Once the general plan was established, my role in capacity planning and benchmarking kicked in. We have redundant data centers, so all designs called for us to allocate sufficient resources to either site alone to run the business. I came up with the "rule of threes" where each rack or frame could be thought to contain 3 parts - highly available production, non-highly available production, and development/quality systems. In case of a data center outage, dev/QA goes away (or shrinks to a very small allocation) on the remaining nodes, highly available systems come up if their primary location went away, then we decide which other production gets started based on business rules, or manual intervention. High availability designs are not free, so that's part of the allocation model.

For benchmarking and metrics, I took several avenues, from interviewing peers, to downloading spec sheets and published benchmarks, to running my own tests on remote systems virtually, to running tests on loaner hardware in house. With these data came massive spreadsheets and what-if scenarios, talking through the options with my team mates, with the hardware vendors, and with SAP contacts. In order to size the system, I ran extensive measurements of existing application performance, including low-level system usage, application run-times from dialog response time to batch run-times to user logons to RFC function call and data transfer values.

Chart #1 below is one example from analyzing existing literature, where I reviewed published benchmarks for several hardware generations so as to predict what we could expect once new machines arrived. In a way, it is a moving target, as benchmarks may show systems not yet available, and at the end of the procurement process newer systems will be announced. You can't depend entirely on published benchmarks, you've got to run your own. I can't share them here as I worked on a few with vendors under NDA. I will say that if you get results that differ from the published specs in any way, keep asking for explanations until you are satisfied. Otherwise, you'll need to oversize your systems to compensate for the uncertainties.

Chart #2 is one view of an analysis I performed simulating combining existing stand alone systems into virtual combinations. It can be tempting to say "2 plus 2 equals 4" - if we have 2 separate machines, we'll just get a replacement machine with twice the power and combine the loads. That will deliver enough power, though at greater expense. Trying to run the combined loads with too small a system would be cheaper, yet run the risk of slower transaction times than before.
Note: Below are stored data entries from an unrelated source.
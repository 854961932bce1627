use crate::controller::booking::BAY_COUNT;
use crate::controller::context::DemoContext;
use crate::model::BayBooking;
use crate::utils::{facility_hours, format_hour};
use crate::view::layout::page_shell;
use chrono::{Datelike, Duration, NaiveDate, Utc};
use maud::{html, Markup};
use std::collections::HashMap;

pub fn render_schedule_template(
    ctx: &DemoContext,
    date: &str,
    bookings: &[BayBooking],
    open_slots: u32,
) -> Markup {
    let day = NaiveDate::parse_from_str(date, "%Y-%m-%d")
        .unwrap_or_else(|_| Utc::now().date_naive());
    let hours = facility_hours(day.weekday());
    let prev = (day - Duration::days(1)).format("%Y-%m-%d").to_string();
    let next = (day + Duration::days(1)).format("%Y-%m-%d").to_string();

    let by_slot: HashMap<(u8, u8), &BayBooking> = bookings
        .iter()
        .map(|b| ((b.bay_number, b.hour), b))
        .collect();

    let content = html! {
        h2 { "Bay schedule" }
        div class="date-nav" {
            a href=(format!("/schedule?date={prev}")) { "\u{2190} " (prev) }
            strong { (day.format("%A, %B %e, %Y").to_string()) }
            a href=(format!("/schedule?date={next}")) { (next) " \u{2192}" }
        }
        p class="subtle" { (open_slots) " open slots today." }

        table class="styled-table schedule" {
            thead {
                tr {
                    th { "TIME" }
                    @for bay in 1..=BAY_COUNT {
                        th { "BAY " (bay) }
                    }
                }
            }
            tbody {
                @for hour in hours {
                    tr {
                        td class="hour" { (format_hour(hour)) }
                        @for bay in 1..=BAY_COUNT {
                            @match by_slot.get(&(bay, hour)) {
                                Some(b) if b.user_id == ctx.current_user.id => {
                                    td class="slot mine" {
                                        form method="post" action="/schedule/cancel" {
                                            input type="hidden" name="bay" value=(bay);
                                            input type="hidden" name="date" value=(date);
                                            input type="hidden" name="hour" value=(hour);
                                            button type="submit" { "Cancel" }
                                        }
                                    }
                                }
                                Some(b) => {
                                    td class="slot taken" { (b.user_name) }
                                }
                                None => {
                                    td class="slot open" {
                                        form method="post" action="/schedule/book" {
                                            input type="hidden" name="bay" value=(bay);
                                            input type="hidden" name="date" value=(date);
                                            input type="hidden" name="hour" value=(hour);
                                            button type="submit" { "Book" }
                                        }
                                    }
                                }
                            }
                        }
                    }
                }
            }
        }
    };

    page_shell("Schedule", "/schedule", content)
}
If you notice the "plateaus" on the chart, this is where older hardware was running "flat out" during background processing. When combining systems, this appetite needs to be addressed so that background wok doesn't overwhelm transaction systems.

Chart #3 and chart #4 show one of the scenarios we went through, trying to model what could run together, in what size system. In addition to handling current load, we needed to predict future loads, as well as determine a strategy for including unplanned growth like new applications currently on the drawing boards and wish lists.

Chart 5 is a little bit of a teaser - it belongs in part 3 of this series!

Then the shopping and negotiations started. One challenge we typically face in specifying how the systems will be configured is the evolution of processor families and deployment models. From the 2-way, to the 4-way, on up to the massive 64 or 128 CPU behemoths, each niche has its advantages and disadvantages. Previously, we chose 2 CPU "pizza boxes" for application servers, as our estimate was they would be inexpensive, reliable (through redundancy) and somewhat scalable, though for huge performance requirements such as a Unicode system conversion, their smaller footprint made them less useful. Not useless, just more work to set up and leverage, compared to a 12 or 16-way system, for the administrative time spent. That factor becomes important as we strive for standardization, minimizing the custom work required to deploy and maintain systems for users.